Indudablemente el número de trabajadores
con salarios inferiores a los 225 pesos (9 pesos
cubanos convertibles o CUC) asciende, según
cifras oficiales, a 1 657 1991, empleados en sectores
como el agrícola, fumigadores, técnicos
de servicios fitosanitarios, de pecuaria, auxiliares
de limpieza, de comunales, plomeros, carpinteros,
albañiles y pintores. En buen cubano, estos
trabajadores "se las han visto negra"
en los duros años del Período Especial,
donde la escasez de productos de primera necesidad
han cercenado a las familias cubanas asfixiadas
de angustia y desesperación.
También el personal de comedores y albergues
de la construcción, ayudantes y operarios
de la Industria alimenticia (horneros, panaderos)

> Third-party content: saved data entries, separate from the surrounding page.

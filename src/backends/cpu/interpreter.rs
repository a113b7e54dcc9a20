//! Dispatch execution.
//!
//! Each kernel family is interpreted with the exact argument table, grid
//! semantics and accumulation behavior of its device counterpart: scores and
//! softmax state are kept in float32 regardless of the element type, and the
//! implicit addressing rules of each family (interleaved head/sequence rows
//! in vector mode, strided tiles in tile mode) are reproduced here.

use bytemuck::Pod;
use half::{bf16, f16};

use super::{
    buffer::CpuBuffer,
    compute_encoder::Bindings,
    pipeline::{KernelSpec, TileSpec, VectorSpec},
};
use crate::{
    ArrayElement, DataType,
    backends::common::{
        GridSize, NativeBuffer,
        gpu_types::{AttnMaskParams, AttnParams, TWO_PASS_BLOCKS},
    },
};

/// Raw element access into a bound buffer. Reads and writes go through raw
/// pointers so that aliased bindings (a donated output) stay well-defined.
#[derive(Clone, Copy)]
struct BufferView {
    ptr: *mut u8,
    len: usize,
}

impl BufferView {
    fn of(buffer: &CpuBuffer) -> Self {
        Self {
            ptr: buffer.cpu_ptr().as_ptr() as *mut u8,
            len: buffer.length(),
        }
    }

    fn read<T: Pod>(
        &self,
        element_index: usize,
    ) -> T {
        let byte_offset = element_index * size_of::<T>();
        assert!(byte_offset + size_of::<T>() <= self.len);
        // Byte allocations make no alignment promise.
        unsafe { (self.ptr.add(byte_offset) as *const T).read_unaligned() }
    }

    fn write<T: Pod>(
        &self,
        element_index: usize,
        value: T,
    ) {
        let byte_offset = element_index * size_of::<T>();
        assert!(byte_offset + size_of::<T>() <= self.len);
        unsafe { (self.ptr.add(byte_offset) as *mut T).write_unaligned(value) }
    }

    fn read_f32(
        &self,
        data_type: DataType,
        element_index: usize,
    ) -> f32 {
        match data_type {
            DataType::F32 => self.read::<f32>(element_index),
            DataType::F16 => self.read::<f16>(element_index).to_f32(),
            DataType::BF16 => self.read::<bf16>(element_index).to_f32(),
        }
    }
}

pub(crate) fn execute(
    spec: &KernelSpec,
    bindings: &Bindings,
    grid: GridSize,
    _group: GridSize,
) {
    match spec {
        KernelSpec::Vector(vector) => match vector.data_type {
            DataType::F32 => run_vector::<f32>(vector, bindings, grid),
            DataType::F16 => run_vector::<f16>(vector, bindings, grid),
            DataType::BF16 => run_vector::<bf16>(vector, bindings, grid),
        },
        KernelSpec::VectorTwoPassPartial(vector) => match vector.data_type {
            DataType::F32 => run_two_pass_partial::<f32>(vector, bindings, grid),
            DataType::F16 => run_two_pass_partial::<f16>(vector, bindings, grid),
            DataType::BF16 => run_two_pass_partial::<bf16>(vector, bindings, grid),
        },
        KernelSpec::VectorTwoPassFinalize {
            data_type,
            value_head_dim,
        } => match data_type {
            DataType::F32 => {
                run_two_pass_finalize::<f32>(*value_head_dim, bindings, grid)
            },
            DataType::F16 => {
                run_two_pass_finalize::<f16>(*value_head_dim, bindings, grid)
            },
            DataType::BF16 => {
                run_two_pass_finalize::<bf16>(*value_head_dim, bindings, grid)
            },
        },
        KernelSpec::Tile(tile) => match tile.data_type {
            DataType::F32 => run_tile::<f32>(tile, bindings, grid),
            DataType::F16 => run_tile::<f16>(tile, bindings, grid),
            DataType::BF16 => run_tile::<bf16>(tile, bindings, grid),
        },
    }
}

struct VectorArgs {
    q: BufferView,
    k: BufferView,
    v: BufferView,
    gqa_factor: usize,
    k_len: usize,
    k_head_stride: i64,
    k_seq_stride: i64,
    v_head_stride: i64,
    v_seq_stride: i64,
    scale: f32,
    mask: Option<VectorMask>,
}

struct VectorMask {
    view: BufferView,
    kv_seq_stride: i64,
    q_seq_stride: i64,
    head_stride: i64,
}

impl VectorArgs {
    /// Reads the shared vector-kernel argument table starting at the given
    /// slot for the first scalar argument.
    fn bind(
        spec: &VectorSpec,
        bindings: &Bindings,
        scalar_base: u32,
    ) -> Self {
        let mask = spec.has_mask.then(|| {
            let slot = scalar_base + 7;
            VectorMask {
                view: BufferView::of(bindings.buffer(slot)),
                kv_seq_stride: bindings.scalar::<i32>(slot + 1) as i64,
                q_seq_stride: bindings.scalar::<i32>(slot + 2) as i64,
                head_stride: bindings.scalar::<i32>(slot + 3) as i64,
            }
        });
        Self {
            q: BufferView::of(bindings.buffer(0)),
            k: BufferView::of(bindings.buffer(1)),
            v: BufferView::of(bindings.buffer(2)),
            gqa_factor: bindings.scalar::<i32>(scalar_base) as usize,
            k_len: bindings.scalar::<i32>(scalar_base + 1) as usize,
            k_head_stride: bindings.scalar::<i32>(scalar_base + 2) as i64,
            k_seq_stride: bindings.scalar::<i32>(scalar_base + 3) as i64,
            v_head_stride: bindings.scalar::<i32>(scalar_base + 4) as i64,
            v_seq_stride: bindings.scalar::<i32>(scalar_base + 5) as i64,
            scale: bindings.scalar::<f32>(scalar_base + 6),
            mask,
        }
    }

    fn query_row<T: ArrayElement>(
        &self,
        spec: &VectorSpec,
        grid: GridSize,
        head_idx: usize,
        row: usize,
    ) -> Vec<f32> {
        let base = if spec.query_transposed {
            (row * grid.width + head_idx) * spec.head_dim
        } else {
            (head_idx * grid.height + row) * spec.head_dim
        };
        (0..spec.head_dim)
            .map(|d| self.q.read::<T>(base + d).to_f32())
            .collect()
    }

    fn score<T: ArrayElement>(
        &self,
        spec: &VectorSpec,
        query: &[f32],
        kv_head: usize,
        head_idx: usize,
        row: usize,
        key: usize,
    ) -> f32 {
        let k_base = kv_head as i64 * self.k_head_stride
            + key as i64 * self.k_seq_stride;
        let mut dot = 0.0f32;
        for d in 0..spec.head_dim {
            dot += query[d] * self.k.read::<T>((k_base + d as i64) as usize).to_f32();
        }
        let mut score = dot * self.scale;
        if let Some(mask) = &self.mask {
            let offset = head_idx as i64 * mask.head_stride
                + row as i64 * mask.q_seq_stride
                + key as i64 * mask.kv_seq_stride;
            score += mask.view.read::<T>(offset as usize).to_f32();
        }
        score
    }

    fn value_row<T: ArrayElement>(
        &self,
        spec: &VectorSpec,
        kv_head: usize,
        key: usize,
        accumulator: &mut [f32],
        weight: f32,
        decay: f32,
    ) {
        let v_base = kv_head as i64 * self.v_head_stride
            + key as i64 * self.v_seq_stride;
        for d in 0..spec.value_head_dim {
            accumulator[d] = accumulator[d] * decay
                + weight * self.v.read::<T>((v_base + d as i64) as usize).to_f32();
        }
    }
}
pub mod common;
pub mod cpu;
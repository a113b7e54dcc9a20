use std::{collections::HashMap, sync::Mutex};

use half::{bf16, f16};

use super::{Cpu, buffer::CpuBuffer, error::CpuError, pipeline::CpuPipelineState};
use crate::{
    Array, ArrayElement, DataType,
    backends::common::{Context, DeviceClass, FunctionConstantValues},
};

/// A host execution context. Work dispatched through its encoders runs
/// immediately, so stream order is trivially call order.
pub struct CpuContext {
    device_class: DeviceClass,
    pipelines: Mutex<HashMap<String, CpuPipelineState>>,
    temporaries: Mutex<Vec<Array<Cpu>>>,
}

impl CpuContext {
    pub fn new(device_class: DeviceClass) -> Self {
        Self {
            device_class,
            pipelines: Mutex::new(HashMap::new()),
            temporaries: Mutex::new(Vec::new()),
        }
    }

    pub fn compute_encoder(&self) -> super::CpuComputeEncoder {
        super::CpuComputeEncoder::new()
    }

    /// Drops every temporary registered since the last synchronization.
    /// All dispatched work has already run by the time this is called.
    pub fn synchronize(&self) {
        self.temporaries.lock().unwrap().clear();
    }

    fn cached_pipeline(
        &self,
        cache_key: &str,
        function_name: &str,
        constants: &FunctionConstantValues,
    ) -> Result<CpuPipelineState, CpuError> {
        let mut pipelines = self.pipelines.lock().unwrap();
        if let Some(pipeline) = pipelines.get(cache_key) {
            return Ok(pipeline.clone());
        }
        let pipeline = CpuPipelineState::parse(function_name, constants)?;
        pipelines.insert(cache_key.to_string(), pipeline.clone());
        Ok(pipeline)
    }
}

impl Context for CpuContext {
    type Backend = Cpu;

    fn device_class(&self) -> DeviceClass {
        self.device_class
    }

    fn malloc(
        &self,
        nbytes: usize,
    ) -> Result<CpuBuffer, CpuError> {
        Ok(CpuBuffer::new_zeroed(nbytes))
    }

    fn compute_pipeline_state(
        &self,
        base_name: &str,
        hash_name: &str,
        constants: &FunctionConstantValues,
    ) -> Result<CpuPipelineState, CpuError> {
        self.cached_pipeline(hash_name, base_name, constants)
    }

    fn compute_pipeline_state_exact(
        &self,
        function_name: &str,
    ) -> Result<CpuPipelineState, CpuError> {
        self.cached_pipeline(
            function_name,
            function_name,
            &FunctionConstantValues::new(),
        )
    }

    fn copy_row_major(
        &self,
        array: &Array<Cpu>,
    ) -> Result<Array<Cpu>, CpuError> {
        let buffer = self.malloc(array.size_in_bytes())?;
        let mut dense =
            Array::new_contiguous(buffer, array.shape(), array.data_type());
        match array.data_type() {
            DataType::F32 => gather::<f32>(array, &mut dense),
            DataType::F16 => gather::<f16>(array, &mut dense),
            DataType::BF16 => gather::<bf16>(array, &mut dense),
        }
        // The copy is exclusively ours, so a later operation may take it over.
        dense.set_donatable(true);
        Ok(dense)
    }

    fn add_temporary(
        &self,
        array: Array<Cpu>,
    ) {
        self.temporaries.lock().unwrap().push(array);
    }

    fn add_temporaries(
        &self,
        arrays: Vec<Array<Cpu>>,
    ) {
        self.temporaries.lock().unwrap().extend(arrays);
    }
}

fn gather<T: ArrayElement>(
    src: &Array<Cpu>,
    dst: &mut Array<Cpu>,
) {
    let shape = src.shape().to_vec();
    let num_elements = src.num_elements();
    let src_elements = src.as_slice::<T>();
    let dst_elements = dst.as_slice_mut::<T>();
    let mut index = vec![0usize; shape.len()];
    for flat in 0..num_elements {
        dst_elements[flat] = src_elements[src.element_offset(&index) as usize];
        for axis in (0..shape.len()).rev() {
            index[axis] += 1;
            if index[axis] < shape[axis] {
                break;
            }
            index[axis] = 0;
        }
    }
}

#[cfg(test)]
mod tests {
    use super::*;
    use crate::{
        backends::common::NativeBuffer,
        kernel::attention::specialization::vector_attention_kernel,
    };

    #[test]
    fn test_pipeline_cache_returns_same_instance() {
        let context = CpuContext::new(DeviceClass::Base);
        let request = vector_attention_kernel(DataType::F32, 64, 64, false, false);
        let first = context
            .compute_pipeline_state(
                &request.base_name,
                &request.hash_name,
                &request.constants,
            )
            .unwrap();
        let second = context
            .compute_pipeline_state(
                &request.base_name,
                &request.hash_name,
                &request.constants,
            )
            .unwrap();
        assert!(first.same_instance(&second));

        let masked = vector_attention_kernel(DataType::F32, 64, 64, true, false);
        let third = context
            .compute_pipeline_state(
                &masked.base_name,
                &masked.hash_name,
                &masked.constants,
            )
            .unwrap();
        assert!(!first.same_instance(&third));
    }

    #[test]
    fn test_copy_row_major_gathers_strided_input() {
        let context = CpuContext::new(DeviceClass::Base);
        let buffer = context.malloc(6 * 4).unwrap();
        let mut src = Array::<Cpu>::new_contiguous(buffer, &[2, 3], DataType::F32);
        src.as_slice_mut::<f32>()
            .copy_from_slice(&[0.0, 1.0, 2.0, 3.0, 4.0, 5.0]);

        // Transposed view of the same storage.
        let transposed = unsafe {
            Array::<Cpu>::from_parts(
                src.buffer().clone(),
                &[3, 2],
                &[1, 3],
                DataType::F32,
                crate::array::layout_flags(&[3, 2], &[1, 3]),
            )
        };
        let dense = context.copy_row_major(&transposed).unwrap();
        assert_eq!(
            dense.as_slice::<f32>(),
            &[0.0, 3.0, 1.0, 4.0, 2.0, 5.0]
        );
        assert!(dense.flags().row_contiguous);
        assert!(dense.is_donatable());
        assert_ne!(dense.buffer().id(), src.buffer().id());
    }
}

así como ayudantes y operarios de variadas
esferas productivas, han sufrido de escasez y
miseria.
En el incremento de 100 a 225 pesos, que se comenzó
a aplicar a partir del 1 de mayo, influirán
los sistemas de pagos por resultados e incrementos
ya aplicados en el sector presupuestado y las
empresas en perfeccionamiento.
Pero si este segmento social ha estado desprotegido
durante todos estos años, creo que los
más afectados han sido los jubilados. Los
conozco que han estado devengando entre 60 y 100
pesos. Si se estudia detalladamente la carestía
de la vida en el país, cualquier persona
poco instruida podrá percatarse a simple
vuelo de análisis, que "nadie",
absolutamente nadie que perciba esos estipendios,
puede vivir decorosamente.
La carestía de la vida en Cuba obedece
al propio estado cerrado, que no ofrece libertades
para el desarrollo de las potencialidades e iniciativas
del cubano, así como a un rosario de medidas
que dictadas desde arriba, hacen precarias las
condiciones de vida de niños, ancianos,
y ciudadanos en general.
La prueba más elocuente es el alza de
los precios en la red de tiendas dolarizadas,
donde primero se subieron los precios en un 10
% y luego en un 15. ¿Quién se perjudica
con la medida? Indudablemente los más desamparados,
quienes ahora tienen que pagar más de 20
centavos de dólar por un jabón que
apenas durará dos días en el baño.
El impuesto aplicado a principios del mes de
abril al dólar y otras monedas duras complica
aún más el asunto y en nada perjudica
a los residentes en Estados Unidos, Italia o cualquier
otro lugar del mundo, sino a los cubanos.
Las pensiones fueron incrementadas a 3 602 344
nacionales que recibían los más
bajos ingresos. El incremento promedio es de 52
pesos mensuales (2 CUC), aunque los mayores incrementos
los reciben ya los que tenían las pensiones
mínimas de jubilación, elevadas
hasta en 95 pesos (o sea devengaban 55 pesos hasta
el mes de marzo), cifras irrisorias que apenas
alcanza para comprar los productos de la canasta
básica, entiéndase lo normado por
la Tarjeta de Racionamiento.
Aunque parezca algo grande, milagroso y la mayoría
de los cubanos estén contentos con el anuncio,
el alto costo de la vida no se resuelve con el
alza de los salarios. Soy del criterio que el
Estado debe aplicar medidas urgentes en los precios
de los productos que él mismo expende en
los mercados agropecuarios, placitas y tiendas
dolarizadas, encaminadas a que el salario deje
de ser para el cubano como la menstruación;
una vez al mes y dura no más de siete días.